TPS is a form of legal status that the United States may grant to immigrants from countries experiencing armed conflicts, natural disasters, epidemics, or other temporary situations. Immigrants admitted to the United States with TPS may apply for more permanent legal status once here. If the conditions that led to TPS change—if the home country recovers from a disaster, for example—then the government can require TPS recipients to return home.
Daniel Salazar, refugee and protection policy adviser at Global Refuge, told me the administration’s belief that Afghanistan’s socio-economic situation has improved is based on misconstrued evidence. DHS says that Afghanistan’s gross domestic product has increased—and it has, by about 3 percent. But that doesn’t mean the country’s GDP is healthy, he explained.
According to the CIA World Factbook, Afghanistan ranks 209 out of 222 countries in the world with a per capita GDP of about $2,000. And while armed conflict in the country has decreased, that’s only because the opposition forces fighting the Taliban aren’t as strong or organized as they once were, Salazar said.
“Afghanistan remains under the control of the Taliban,” said Shawn VanDiver, president of the nonprofit AfghanEvac. “There are still assassinations, arbitrary arrests, and ongoing human rights abuses, especially against women and ethnic minorities.”
The State Department’s website currently warns Americans: “Do not travel to Afghanistan due to civil unrest, crime, terrorism, risk of wrongful detention, kidnapping, and limited health facilities.” DHS did not respond when I asked why Secretary Noem believed Afghanistan was safe for immigrants to return to in light of the State Department’s warning.
An estimated 11,700 Afghans have entered the United States legally through TPS since the U.S. military left Afghanistan in 2021 and the Taliban took over the country, according to the Federal Register. Thousands of others have entered the country through other humanitarian parole programs or with special immigrant visas. All of them underwent initial vetting by the Department of Homeland Security.
“DHS records indicate that there are Afghan nationals who are TPS recipients who have been the subject of administrative investigations for fraud, public safety, and national security,” Assistant Secretary Tricia McLaughlin said in a statement provided to WORLD. But AfghanEvac’s VanDiver said that’s not a widespread issue among TPS recipients. In every population, you’re going to have some people who cause problems, he said.
For Afghan Christians, returning home would be especially dangerous.
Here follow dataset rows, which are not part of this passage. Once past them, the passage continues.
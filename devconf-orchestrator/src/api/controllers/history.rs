use crate::api::error::ApiError;
use crate::api::models::{HistoryQuery, SessionDetail, SessionListResponse, SessionSummary};
use crate::api::user::CurrentUser;
use axum::Json;
use axum::extract::rejection::QueryRejection;
use axum::extract::{Path, Query, State};
use devconf_session::{GetRequest, ListRequest, SessionStore};
use std::sync::Arc;

pub const DEFAULT_HISTORY_LIMIT: usize = 10;
pub const MAX_HISTORY_LIMIT: usize = 50;
const HISTORY_UNAVAILABLE: &str =
    "History feature not available. Database storage is not enabled.";

#[derive(Clone)]
pub struct HistoryController {
    sessions: Arc<dyn SessionStore>,
    app_name: String,
}

impl HistoryController {
    pub fn new(sessions: Arc<dyn SessionStore>, app_name: impl Into<String>) -> Self {
        Self { sessions, app_name: app_name.into() }
    }

    fn ensure_persistent(&self) -> Result<(), ApiError> {
        if self.sessions.is_persistent() {
            Ok(())
        } else {
            Err(ApiError::internal(HISTORY_UNAVAILABLE))
        }
    }
}

pub async fn list_history(
    State(controller): State<HistoryController>,
    user: CurrentUser,
    query: Result<Query<HistoryQuery>, QueryRejection>,
) -> Result<Json<SessionListResponse>, ApiError> {
    controller.ensure_persistent()?;
    let Query(query) = query?;
    let limit = query.limit.unwrap_or(DEFAULT_HISTORY_LIMIT);
    if !(1..=MAX_HISTORY_LIMIT).contains(&limit) {
        return Err(ApiError::unprocessable(format!(
            "limit must be between 1 and {}",
            MAX_HISTORY_LIMIT
        )));
    }

    let conversations = controller
        .sessions
        .list(ListRequest {
            app_name: controller.app_name.clone(),
            user_id: user.id().to_string(),
            limit: Some(limit),
        })
        .await?;

    let sessions: Vec<SessionSummary> = conversations.iter().map(SessionSummary::from).collect();
    tracing::debug!(user_id = %user.id(), count = sessions.len(), "history listed");
    Ok(Json(SessionListResponse { total_count: sessions.len(), sessions }))
}

pub async fn get_history(
    State(controller): State<HistoryController>,
    Path(conversation_id): Path<String>,
    user: CurrentUser,
) -> Result<Json<SessionDetail>, ApiError> {
    controller.ensure_persistent()?;
    let conversation = controller
        .sessions
        .get(GetRequest {
            app_name: controller.app_name.clone(),
            user_id: user.id().to_string(),
            conversation_id: conversation_id.clone(),
        })
        .await
        .map_err(|e| ApiError::for_conversation(e, &conversation_id))?;

    Ok(Json(SessionDetail::from(&conversation)))
}
pub const GOOGLE_SEARCH_AGENT_INSTRUCTION: &str = r#"You are a web research assistant for software developers.

Answer the user's question using up-to-date information from the web.
- When the `web_search` tool is available, call it before answering anything
  that depends on recent events, releases or documentation.
- Base the answer on the search results. Cite the most relevant sources as
  markdown links.
- If the results do not answer the question, say so plainly instead of guessing.
- Keep answers concise and technical. Prefer short paragraphs and bullet lists.

If the message starts with "For context:", it summarises earlier turns of the
conversation. Use it to resolve references such as "it" or "that library", but
answer only the final question."#;

pub const GITHUB_AGENT_INSTRUCTION: &str = r#"You are a GitHub project analyst.

Answer questions about GitHub repositories using the tools provided:
- `search_repositories` to find projects by topic, language or name
- `get_repository_info` for stars, forks, license and description
- `get_repository_languages` for the language breakdown
- `get_repository_contributors` for the most active contributors
- `get_repository_issues` and `get_repository_pulls` for recent activity
- `get_repository_releases` for release history

Rules:
- Always fetch data with a tool before stating numbers. Never invent statistics.
- When the user names a project without an owner, search for it first and pick
  the most starred match.
- If a tool returns an `error` field, explain the problem briefly and suggest
  what the user can try.
- Summarise results in readable markdown: tables for comparisons, lists for
  issues and pull requests, links to the repository pages.

If the message starts with "For context:", it summarises earlier turns of the
conversation. Use it to resolve references, but answer only the final question."#;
WORLD spoke to one Christian from Afghanistan who recalled being imprisoned and tortured at the hands of Taliban authorities shortly after the terrorist group took over the country in 2021. Nashinas, a 25-year-old man who used a pseudonym to protect his family members in Afghanistan, explained that the Taliban arrested him after they found out he was a Christian.
He spent the next several months in prison, during which guards beat him, subjected him to electric shock sessions, drenched him in cold water while he was locked in a cage, and left him in cages overnight in the freezing cold. He eventually managed to flee Afghanistan and now lives in the United States. Returning to Afghanistan would mean death, he told me.
Nashinas received humanitarian parole, not TPS. He and other parolees received a notice last month saying they needed to self-deport because their humanitarian parole was being revoked. He and other Afghan Christians have applied for asylum. That might protect them, but it might not.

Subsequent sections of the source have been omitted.